[Dataset entries]
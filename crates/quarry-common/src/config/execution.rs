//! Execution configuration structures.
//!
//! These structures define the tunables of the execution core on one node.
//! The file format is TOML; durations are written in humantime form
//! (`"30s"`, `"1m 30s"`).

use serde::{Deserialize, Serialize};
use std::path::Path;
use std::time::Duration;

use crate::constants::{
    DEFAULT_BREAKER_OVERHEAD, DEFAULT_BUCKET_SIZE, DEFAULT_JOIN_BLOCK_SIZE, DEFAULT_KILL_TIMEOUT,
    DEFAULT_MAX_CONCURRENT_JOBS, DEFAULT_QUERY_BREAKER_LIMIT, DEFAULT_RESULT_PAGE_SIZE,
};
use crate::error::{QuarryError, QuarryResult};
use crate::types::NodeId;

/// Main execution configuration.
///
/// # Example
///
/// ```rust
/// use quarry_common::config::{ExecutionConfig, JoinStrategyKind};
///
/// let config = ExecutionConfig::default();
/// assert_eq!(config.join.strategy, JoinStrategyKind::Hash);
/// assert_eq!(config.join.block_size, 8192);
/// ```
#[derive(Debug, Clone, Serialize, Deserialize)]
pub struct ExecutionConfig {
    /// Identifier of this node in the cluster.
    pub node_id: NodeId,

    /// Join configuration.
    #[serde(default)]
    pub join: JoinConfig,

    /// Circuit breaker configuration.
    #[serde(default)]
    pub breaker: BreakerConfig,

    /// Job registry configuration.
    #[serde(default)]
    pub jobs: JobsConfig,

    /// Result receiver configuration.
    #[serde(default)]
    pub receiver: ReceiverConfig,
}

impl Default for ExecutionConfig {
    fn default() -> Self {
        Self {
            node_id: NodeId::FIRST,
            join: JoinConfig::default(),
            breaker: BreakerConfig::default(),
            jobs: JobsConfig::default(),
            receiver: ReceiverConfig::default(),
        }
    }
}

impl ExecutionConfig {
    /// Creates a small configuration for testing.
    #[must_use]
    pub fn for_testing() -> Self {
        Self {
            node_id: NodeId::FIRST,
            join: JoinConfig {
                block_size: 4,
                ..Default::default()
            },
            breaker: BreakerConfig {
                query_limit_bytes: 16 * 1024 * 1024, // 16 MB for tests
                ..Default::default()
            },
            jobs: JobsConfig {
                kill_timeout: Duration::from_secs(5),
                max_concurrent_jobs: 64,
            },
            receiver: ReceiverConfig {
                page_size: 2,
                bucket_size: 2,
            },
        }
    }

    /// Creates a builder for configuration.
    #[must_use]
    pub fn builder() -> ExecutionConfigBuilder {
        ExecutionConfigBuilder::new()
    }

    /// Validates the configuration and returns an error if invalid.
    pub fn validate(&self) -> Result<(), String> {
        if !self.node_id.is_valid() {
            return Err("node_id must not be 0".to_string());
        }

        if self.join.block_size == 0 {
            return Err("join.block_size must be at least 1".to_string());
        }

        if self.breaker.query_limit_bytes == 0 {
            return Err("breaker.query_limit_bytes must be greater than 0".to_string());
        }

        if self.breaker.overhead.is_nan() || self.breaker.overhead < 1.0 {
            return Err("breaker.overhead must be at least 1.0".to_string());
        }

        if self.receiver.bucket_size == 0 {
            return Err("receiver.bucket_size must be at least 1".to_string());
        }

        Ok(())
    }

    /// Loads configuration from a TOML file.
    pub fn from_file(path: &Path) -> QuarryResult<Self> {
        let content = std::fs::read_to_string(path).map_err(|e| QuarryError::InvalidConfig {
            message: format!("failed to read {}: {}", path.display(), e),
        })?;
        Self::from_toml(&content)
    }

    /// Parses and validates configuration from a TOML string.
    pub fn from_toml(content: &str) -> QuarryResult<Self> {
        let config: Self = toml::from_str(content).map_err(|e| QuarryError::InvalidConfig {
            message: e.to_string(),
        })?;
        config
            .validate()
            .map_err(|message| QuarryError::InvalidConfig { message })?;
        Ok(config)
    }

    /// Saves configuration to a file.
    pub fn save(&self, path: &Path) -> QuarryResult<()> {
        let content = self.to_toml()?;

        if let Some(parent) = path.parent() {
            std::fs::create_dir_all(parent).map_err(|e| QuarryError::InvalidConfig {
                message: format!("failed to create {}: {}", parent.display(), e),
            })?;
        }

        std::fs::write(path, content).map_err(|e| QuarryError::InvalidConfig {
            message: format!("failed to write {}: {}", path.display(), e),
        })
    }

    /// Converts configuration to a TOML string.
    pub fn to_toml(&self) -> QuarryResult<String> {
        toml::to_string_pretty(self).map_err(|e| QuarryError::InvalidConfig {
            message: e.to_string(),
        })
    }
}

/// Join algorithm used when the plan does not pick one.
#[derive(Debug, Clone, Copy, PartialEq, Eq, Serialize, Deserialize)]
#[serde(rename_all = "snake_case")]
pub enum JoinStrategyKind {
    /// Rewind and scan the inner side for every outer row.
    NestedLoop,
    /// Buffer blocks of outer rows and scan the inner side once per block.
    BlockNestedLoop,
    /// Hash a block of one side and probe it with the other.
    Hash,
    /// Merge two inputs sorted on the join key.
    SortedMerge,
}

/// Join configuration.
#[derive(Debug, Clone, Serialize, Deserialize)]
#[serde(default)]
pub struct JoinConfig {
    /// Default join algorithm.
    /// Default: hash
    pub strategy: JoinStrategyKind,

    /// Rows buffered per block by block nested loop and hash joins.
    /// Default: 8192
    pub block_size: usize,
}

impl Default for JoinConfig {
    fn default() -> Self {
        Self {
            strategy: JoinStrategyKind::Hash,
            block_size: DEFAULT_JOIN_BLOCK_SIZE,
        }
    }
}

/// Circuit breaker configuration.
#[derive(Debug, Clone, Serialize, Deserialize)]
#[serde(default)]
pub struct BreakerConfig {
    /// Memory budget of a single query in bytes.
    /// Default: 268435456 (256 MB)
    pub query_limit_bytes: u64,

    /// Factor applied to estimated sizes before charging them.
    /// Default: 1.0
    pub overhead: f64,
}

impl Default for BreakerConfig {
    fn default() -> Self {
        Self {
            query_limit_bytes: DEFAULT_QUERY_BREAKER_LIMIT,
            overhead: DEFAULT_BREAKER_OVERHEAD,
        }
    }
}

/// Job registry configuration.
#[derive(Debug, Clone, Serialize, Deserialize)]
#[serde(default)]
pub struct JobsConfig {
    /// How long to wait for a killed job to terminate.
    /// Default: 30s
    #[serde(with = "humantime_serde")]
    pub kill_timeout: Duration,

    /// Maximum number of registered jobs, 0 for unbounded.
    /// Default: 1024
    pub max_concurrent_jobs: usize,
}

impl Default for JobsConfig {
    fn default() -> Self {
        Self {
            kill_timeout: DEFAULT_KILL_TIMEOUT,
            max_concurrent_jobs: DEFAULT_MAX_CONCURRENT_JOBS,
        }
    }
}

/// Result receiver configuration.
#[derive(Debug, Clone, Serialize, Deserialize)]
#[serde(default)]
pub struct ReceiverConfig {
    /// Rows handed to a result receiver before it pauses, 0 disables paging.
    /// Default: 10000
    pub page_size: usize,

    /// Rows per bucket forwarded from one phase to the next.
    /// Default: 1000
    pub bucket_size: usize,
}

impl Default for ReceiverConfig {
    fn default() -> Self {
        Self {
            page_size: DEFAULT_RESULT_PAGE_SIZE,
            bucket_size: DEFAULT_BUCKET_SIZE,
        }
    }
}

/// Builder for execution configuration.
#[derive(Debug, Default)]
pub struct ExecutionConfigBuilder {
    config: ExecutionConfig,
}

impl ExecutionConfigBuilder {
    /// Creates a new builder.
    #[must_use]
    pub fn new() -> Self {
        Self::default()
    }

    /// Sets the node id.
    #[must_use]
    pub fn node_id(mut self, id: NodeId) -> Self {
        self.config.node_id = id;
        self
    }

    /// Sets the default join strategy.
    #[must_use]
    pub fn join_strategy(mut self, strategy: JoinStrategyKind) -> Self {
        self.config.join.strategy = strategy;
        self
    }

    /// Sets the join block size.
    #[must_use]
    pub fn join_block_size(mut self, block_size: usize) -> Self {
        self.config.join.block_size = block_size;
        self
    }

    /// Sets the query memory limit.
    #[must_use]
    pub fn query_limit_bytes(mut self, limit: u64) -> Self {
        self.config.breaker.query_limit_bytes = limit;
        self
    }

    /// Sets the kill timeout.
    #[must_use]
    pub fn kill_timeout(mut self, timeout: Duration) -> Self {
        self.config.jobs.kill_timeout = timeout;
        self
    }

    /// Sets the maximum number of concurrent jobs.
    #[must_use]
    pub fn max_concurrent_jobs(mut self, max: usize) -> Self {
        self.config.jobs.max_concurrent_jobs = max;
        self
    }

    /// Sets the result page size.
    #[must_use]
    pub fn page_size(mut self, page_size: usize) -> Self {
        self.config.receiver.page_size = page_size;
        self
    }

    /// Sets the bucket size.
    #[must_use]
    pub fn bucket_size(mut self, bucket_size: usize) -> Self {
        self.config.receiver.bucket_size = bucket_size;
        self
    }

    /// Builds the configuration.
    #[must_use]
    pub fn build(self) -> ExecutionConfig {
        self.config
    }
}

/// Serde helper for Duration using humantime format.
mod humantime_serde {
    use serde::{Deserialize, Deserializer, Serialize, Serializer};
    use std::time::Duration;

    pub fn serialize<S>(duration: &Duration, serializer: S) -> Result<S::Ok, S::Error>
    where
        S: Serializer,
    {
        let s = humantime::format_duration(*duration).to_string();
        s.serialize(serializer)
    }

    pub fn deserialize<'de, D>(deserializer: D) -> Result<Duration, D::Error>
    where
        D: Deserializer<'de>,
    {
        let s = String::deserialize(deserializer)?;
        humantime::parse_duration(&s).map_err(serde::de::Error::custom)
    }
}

--

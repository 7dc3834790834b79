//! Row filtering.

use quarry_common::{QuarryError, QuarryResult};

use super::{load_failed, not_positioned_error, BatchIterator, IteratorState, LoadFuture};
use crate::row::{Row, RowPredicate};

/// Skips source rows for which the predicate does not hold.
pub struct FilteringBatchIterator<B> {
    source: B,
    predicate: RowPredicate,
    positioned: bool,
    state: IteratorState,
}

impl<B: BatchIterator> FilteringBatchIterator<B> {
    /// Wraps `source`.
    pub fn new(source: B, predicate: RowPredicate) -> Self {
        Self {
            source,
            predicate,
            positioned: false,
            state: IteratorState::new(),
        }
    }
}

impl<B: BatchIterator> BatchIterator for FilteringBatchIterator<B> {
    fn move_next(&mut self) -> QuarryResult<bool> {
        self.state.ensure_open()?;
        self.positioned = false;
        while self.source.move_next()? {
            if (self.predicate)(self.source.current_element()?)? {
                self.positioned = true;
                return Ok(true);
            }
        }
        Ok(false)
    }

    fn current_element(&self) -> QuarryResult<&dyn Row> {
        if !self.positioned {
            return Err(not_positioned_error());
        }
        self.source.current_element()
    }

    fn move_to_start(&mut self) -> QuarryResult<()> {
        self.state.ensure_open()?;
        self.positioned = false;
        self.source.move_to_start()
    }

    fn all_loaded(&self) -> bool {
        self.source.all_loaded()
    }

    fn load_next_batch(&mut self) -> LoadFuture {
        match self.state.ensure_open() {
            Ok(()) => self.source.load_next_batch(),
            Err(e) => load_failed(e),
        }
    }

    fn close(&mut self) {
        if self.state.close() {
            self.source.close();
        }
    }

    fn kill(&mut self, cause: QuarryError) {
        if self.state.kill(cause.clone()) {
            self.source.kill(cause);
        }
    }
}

==

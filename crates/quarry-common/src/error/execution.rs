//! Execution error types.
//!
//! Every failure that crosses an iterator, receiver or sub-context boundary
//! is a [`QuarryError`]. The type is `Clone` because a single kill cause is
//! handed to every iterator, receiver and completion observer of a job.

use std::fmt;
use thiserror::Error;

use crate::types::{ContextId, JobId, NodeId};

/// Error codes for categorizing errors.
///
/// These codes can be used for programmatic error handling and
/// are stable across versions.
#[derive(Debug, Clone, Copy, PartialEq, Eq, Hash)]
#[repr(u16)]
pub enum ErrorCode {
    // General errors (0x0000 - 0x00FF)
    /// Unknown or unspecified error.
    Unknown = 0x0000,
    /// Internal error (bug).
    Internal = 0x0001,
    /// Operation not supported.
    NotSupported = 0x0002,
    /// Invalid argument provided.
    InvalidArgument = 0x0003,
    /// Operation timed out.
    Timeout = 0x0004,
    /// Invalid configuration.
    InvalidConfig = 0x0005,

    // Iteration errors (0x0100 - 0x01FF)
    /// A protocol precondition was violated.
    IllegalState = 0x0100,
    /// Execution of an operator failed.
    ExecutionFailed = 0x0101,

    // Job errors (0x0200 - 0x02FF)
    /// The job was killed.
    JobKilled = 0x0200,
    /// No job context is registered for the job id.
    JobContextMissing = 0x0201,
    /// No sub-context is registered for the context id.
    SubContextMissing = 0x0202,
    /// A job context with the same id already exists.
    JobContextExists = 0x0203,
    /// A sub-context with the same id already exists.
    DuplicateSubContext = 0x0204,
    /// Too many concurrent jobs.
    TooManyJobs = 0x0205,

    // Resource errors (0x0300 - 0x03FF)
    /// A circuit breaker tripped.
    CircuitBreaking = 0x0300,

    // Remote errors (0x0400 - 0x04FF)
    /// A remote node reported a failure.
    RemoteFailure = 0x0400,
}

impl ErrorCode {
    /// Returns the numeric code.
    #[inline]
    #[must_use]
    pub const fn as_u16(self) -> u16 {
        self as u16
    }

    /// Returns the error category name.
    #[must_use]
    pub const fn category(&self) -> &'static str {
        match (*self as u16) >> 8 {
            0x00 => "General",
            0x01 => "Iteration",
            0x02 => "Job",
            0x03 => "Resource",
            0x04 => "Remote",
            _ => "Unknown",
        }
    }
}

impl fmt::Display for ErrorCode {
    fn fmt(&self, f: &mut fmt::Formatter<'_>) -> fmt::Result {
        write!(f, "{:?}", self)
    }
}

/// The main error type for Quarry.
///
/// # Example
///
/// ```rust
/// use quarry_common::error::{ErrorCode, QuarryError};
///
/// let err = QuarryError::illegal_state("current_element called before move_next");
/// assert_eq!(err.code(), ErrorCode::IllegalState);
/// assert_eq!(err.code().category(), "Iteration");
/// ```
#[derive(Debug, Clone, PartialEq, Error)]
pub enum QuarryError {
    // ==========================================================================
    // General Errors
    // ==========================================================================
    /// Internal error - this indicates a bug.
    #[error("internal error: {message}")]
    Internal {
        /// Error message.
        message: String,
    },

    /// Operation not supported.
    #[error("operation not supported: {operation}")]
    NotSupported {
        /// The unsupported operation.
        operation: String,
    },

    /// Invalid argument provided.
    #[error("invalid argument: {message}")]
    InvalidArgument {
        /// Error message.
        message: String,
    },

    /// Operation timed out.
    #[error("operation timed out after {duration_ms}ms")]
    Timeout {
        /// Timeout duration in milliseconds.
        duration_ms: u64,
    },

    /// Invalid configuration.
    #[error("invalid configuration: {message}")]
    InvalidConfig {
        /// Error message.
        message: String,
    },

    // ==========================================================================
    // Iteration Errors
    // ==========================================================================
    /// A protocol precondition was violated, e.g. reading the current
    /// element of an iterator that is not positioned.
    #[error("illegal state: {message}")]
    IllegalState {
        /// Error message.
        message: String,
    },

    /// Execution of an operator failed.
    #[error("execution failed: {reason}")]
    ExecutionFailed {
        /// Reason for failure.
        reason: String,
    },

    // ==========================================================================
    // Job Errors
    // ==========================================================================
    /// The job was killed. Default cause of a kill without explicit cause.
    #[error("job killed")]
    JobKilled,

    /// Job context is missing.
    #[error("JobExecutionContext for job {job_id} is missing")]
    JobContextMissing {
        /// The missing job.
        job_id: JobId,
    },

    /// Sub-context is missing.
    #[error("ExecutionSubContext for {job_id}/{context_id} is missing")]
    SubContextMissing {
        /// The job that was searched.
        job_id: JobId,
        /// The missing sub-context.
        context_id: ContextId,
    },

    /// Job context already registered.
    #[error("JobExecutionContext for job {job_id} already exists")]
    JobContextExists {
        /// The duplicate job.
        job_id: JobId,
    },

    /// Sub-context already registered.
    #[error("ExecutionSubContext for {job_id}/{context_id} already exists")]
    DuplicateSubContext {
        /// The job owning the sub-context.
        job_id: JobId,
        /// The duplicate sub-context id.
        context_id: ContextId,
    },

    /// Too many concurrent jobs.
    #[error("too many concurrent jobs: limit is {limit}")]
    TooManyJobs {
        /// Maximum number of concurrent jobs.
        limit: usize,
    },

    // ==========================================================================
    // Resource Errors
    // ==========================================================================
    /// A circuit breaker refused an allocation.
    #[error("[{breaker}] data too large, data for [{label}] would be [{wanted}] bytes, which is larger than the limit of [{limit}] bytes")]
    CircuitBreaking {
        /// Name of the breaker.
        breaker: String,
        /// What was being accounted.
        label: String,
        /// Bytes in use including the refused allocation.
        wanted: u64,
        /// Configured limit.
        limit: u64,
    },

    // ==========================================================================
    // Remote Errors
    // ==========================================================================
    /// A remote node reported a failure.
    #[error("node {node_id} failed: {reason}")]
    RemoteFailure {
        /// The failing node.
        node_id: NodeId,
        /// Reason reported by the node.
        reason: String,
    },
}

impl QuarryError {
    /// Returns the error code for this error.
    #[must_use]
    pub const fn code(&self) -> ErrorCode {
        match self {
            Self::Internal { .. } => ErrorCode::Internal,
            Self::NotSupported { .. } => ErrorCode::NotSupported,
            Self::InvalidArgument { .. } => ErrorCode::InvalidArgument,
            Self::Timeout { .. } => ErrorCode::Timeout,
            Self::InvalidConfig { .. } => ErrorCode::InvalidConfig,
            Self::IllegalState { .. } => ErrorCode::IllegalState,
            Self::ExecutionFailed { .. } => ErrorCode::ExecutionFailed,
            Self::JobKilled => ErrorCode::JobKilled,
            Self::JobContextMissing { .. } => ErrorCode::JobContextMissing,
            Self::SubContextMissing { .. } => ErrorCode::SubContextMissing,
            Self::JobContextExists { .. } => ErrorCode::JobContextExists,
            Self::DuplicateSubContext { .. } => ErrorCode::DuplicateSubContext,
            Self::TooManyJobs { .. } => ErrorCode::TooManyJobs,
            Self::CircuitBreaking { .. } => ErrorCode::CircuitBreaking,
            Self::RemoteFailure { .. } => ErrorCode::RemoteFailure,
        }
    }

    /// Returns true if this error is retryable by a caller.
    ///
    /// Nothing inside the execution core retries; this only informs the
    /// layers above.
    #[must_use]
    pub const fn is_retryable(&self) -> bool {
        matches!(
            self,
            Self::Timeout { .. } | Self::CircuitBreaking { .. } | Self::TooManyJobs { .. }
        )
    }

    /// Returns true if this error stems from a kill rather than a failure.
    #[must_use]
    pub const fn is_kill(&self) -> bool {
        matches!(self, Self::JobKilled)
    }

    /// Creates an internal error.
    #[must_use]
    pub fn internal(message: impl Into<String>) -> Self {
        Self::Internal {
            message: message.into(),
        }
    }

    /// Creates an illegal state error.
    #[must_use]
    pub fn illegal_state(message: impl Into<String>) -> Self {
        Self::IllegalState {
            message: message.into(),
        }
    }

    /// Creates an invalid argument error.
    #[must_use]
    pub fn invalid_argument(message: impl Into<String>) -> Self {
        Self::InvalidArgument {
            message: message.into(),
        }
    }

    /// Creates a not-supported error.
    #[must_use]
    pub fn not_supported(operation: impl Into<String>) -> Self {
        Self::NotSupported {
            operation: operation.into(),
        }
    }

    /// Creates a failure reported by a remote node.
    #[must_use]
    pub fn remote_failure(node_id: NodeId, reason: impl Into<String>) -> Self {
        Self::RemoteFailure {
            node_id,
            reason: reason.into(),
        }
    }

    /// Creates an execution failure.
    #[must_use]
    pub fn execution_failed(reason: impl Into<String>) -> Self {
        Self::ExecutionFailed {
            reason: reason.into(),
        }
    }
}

» **Try it**: If a line in the records above contains "CircuitBreaking", copy that line.

» **Answer below**:
    CircuitBreaking = 0x0300,
    CircuitBreaking {
            Self::CircuitBreaking { .. } => ErrorCode::CircuitBreaking,
            Self::Timeout { .. } | Self::CircuitBreaking { .. } | Self::TooManyJobs { .. }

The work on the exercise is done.